No soy enemigo de la consulta previa, todo lo contrario, la defiendo, y me parece un instrumento propicio para la construcción colectiva, la cual permite que ideas maravillosas se unan para dar como resultado una superidea maravillosa. Pero seamos francos, esta figura ha sido mal manejada y de ello es responsable el mismo Estado colombiano, el cual —por medio de sentencias provenientes de las altas cortes y de fallos de jueces que, en su gran mayoría, no tienen ni idea de la realidad que se vive en el territorio y toman decisiones más basadas en un falso escrúpulo humanista en vez de una determinada convicción de buscar el bien común— se ha convertido en constructor de pobreza y de inseguridad.

Colombia es un país increíble en donde pasan cosas insólitas. De la extensión total de su territorio, más del 30 % del mismo es territorio colectivo; es decir, en esos predios no se hace nada sin previa aprobación de las comunidades que allí habitan, y nada es nada, ni siquiera se puede combatir la criminalidad sin el desarrollo de un proceso extenso y costoso como el de la consulta previa, en el que de acuerdo con cifras de la Oficina de las Naciones Unidas contra las Drogas y el Delito, se concentra más del 30 % de la producción nacional. Pero son estos territorios los más pobres y los más violentos, y sin lugar a dudas la consulta previa, en la versión en la cual se está aplicando, tiene mucha responsabilidad en eso.

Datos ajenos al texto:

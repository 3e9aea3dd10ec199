//! HTTP JSON surface over the delay aggregates.
//!
//! Every request recomputes its aggregate from the store. Queries run on the
//! blocking pool and take the store lock for their duration, so at most one
//! query is in flight.

use std::net::SocketAddr;
use std::sync::{Arc, Mutex, PoisonError};

use axum::extract::State;
use axum::http::{header, StatusCode};
use axum::response::{IntoResponse, Response};
use axum::routing::get;
use axum::Router;
use serde::Serialize;
use serde_json::json;
use tower_http::trace::TraceLayer;
use tracing::{error, info};

use crate::delays::{self, AirlineDelay, HourDelay, RouteDelay};
use crate::error::{Error, Result};
use crate::storage::FlightData;

/// Shared handle to the store.
pub type SharedStore = Arc<Mutex<FlightData>>;

/// Build the application router.
pub fn router(store: SharedStore) -> Router {
    Router::new()
        .route("/", get(index))
        .route("/delays_by_airline", get(delays_by_airline))
        .route("/delays_by_hour", get(delays_by_hour))
        .route("/delays_by_route", get(delays_by_route))
        .layer(TraceLayer::new_for_http())
        .with_state(store)
}

/// Serve the API on `addr` until Ctrl-C.
///
/// # Errors
///
/// Returns [`Error::Server`] if the address cannot be bound or the server
/// fails while running.
pub async fn serve(addr: SocketAddr, store: FlightData) -> Result<()> {
    let app = router(Arc::new(Mutex::new(store)));

    let listener = tokio::net::TcpListener::bind(addr)
        .await
        .map_err(|source| Error::server(format!("failed to listen on {addr}"), source))?;
    let local_addr = listener
        .local_addr()
        .map_err(|source| Error::server("failed to read bound address", source))?;
    info!("Serving flight delay API on http://{local_addr}");

    axum::serve(listener, app)
        .with_graceful_shutdown(shutdown_signal())
        .await
        .map_err(|source| Error::server("server terminated", source))?;

    info!("Server has been shut down");
    Ok(())
}

/// Resolves on Ctrl-C, starting graceful shutdown.
async fn shutdown_signal() {
    if let Err(err) = tokio::signal::ctrl_c().await {
        error!(error = %err, "Failed to listen for Ctrl-C");
        std::future::pending::<()>().await;
    }
    info!("Starting graceful shutdown...");
}

async fn index() -> Response {
    pretty_json(&json!({
        "message": "Welcome to the Flight Delay Analyzer API!",
        "available_endpoints": {
            "/delays_by_airline": "Get % of delayed flights by airline",
            "/delays_by_hour": "Get % of delayed flights by hour",
            "/delays_by_route": "Get % of delayed flights by origin and destination",
        },
        "status": "running",
    }))
}

async fn delays_by_airline(State(store): State<SharedStore>) -> Response {
    let result = run_query(store, |store| {
        delays::delays_by_airline(store)
            .iter()
            .map(AirlineDelay::from)
            .collect::<Vec<_>>()
    })
    .await;
    respond(result)
}

async fn delays_by_hour(State(store): State<SharedStore>) -> Response {
    let result = run_query(store, |store| {
        delays::delays_by_hour(store)
            .iter()
            .map(HourDelay::from)
            .collect::<Vec<_>>()
    })
    .await;
    respond(result)
}

async fn delays_by_route(State(store): State<SharedStore>) -> Response {
    let result = run_query(store, |store| {
        delays::delays_by_route(store)
            .iter()
            .map(RouteDelay::from)
            .collect::<Vec<_>>()
    })
    .await;
    respond(result)
}

/// Run `query` against the store on the blocking pool.
async fn run_query<T, F>(store: SharedStore, query: F) -> std::result::Result<T, StatusCode>
where
    F: FnOnce(&FlightData) -> T + Send + 'static,
    T: Send + 'static,
{
    tokio::task::spawn_blocking(move || {
        let store = store.lock().unwrap_or_else(PoisonError::into_inner);
        query(&store)
    })
    .await
    .map_err(|err| {
        error!(error = %err, "Query task failed");
        StatusCode::INTERNAL_SERVER_ERROR
    })
}

fn respond<T: Serialize>(result: std::result::Result<T, StatusCode>) -> Response {
    match result {
        Ok(value) => pretty_json(&value),
        Err(status) => status.into_response(),
    }
}

/// Serialize `value` as indented JSON.
fn pretty_json<T: Serialize>(value: &T) -> Response {
    match serde_json::to_string_pretty(value) {
        Ok(body) => ([(header::CONTENT_TYPE, "application/json")], body).into_response(),
        Err(err) => {
            error!(error = %err, "Failed to serialize response");
            StatusCode::INTERNAL_SERVER_ERROR.into_response()
        }
    }
}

Los resguardos indígenas y los consejos comunitarios no pueden ser un antro donde se cree una especie de mampara a la ilegalidad, no pueden ser escenarios en los que los ilícitos encuentren su nicho para crecer y expandirse. Los territorios colectivos no pueden seguir siendo los diseñadores de la desgracia de la gente que los habita. Es increíble que un escenario tan valioso como ese se esté prestando para ser los territorios donde mayor cultivo hay, para que sean los lugares en donde más laboratorios existan, para que sean los afluentes por donde más transite esta droga ilícita.

No. La población étnica minoritaria de este país no le juega a la ilegalidad. No somos cómplices en la proliferación de los cultivos ilícitos que terminan convirtiéndose en sustancias mortales que acaban vidas de personas y destruyen familias. Flaco favor nos hacen las autoridades legales de este país al darles a las comunidades étnicas este amparo ante las normas que buscan restringir la ilegalidad en Colombia; hacerlo nos pone en riesgo, nos merma en nuestra capacidad de contribuir en la construcción de patria y sociedad, como lo hemos hecho siempre.

Como hombre negro, reclamo mis derechos de ciudadano de esta nación, pero también reconozco mis deberes y uno de ellos es aportar para que Colombia vea a sus comunidades étnicas con respeto y admiración, y no bajo un lente de dudas por permitir que en nuestros territorios pulule la ilegalidad.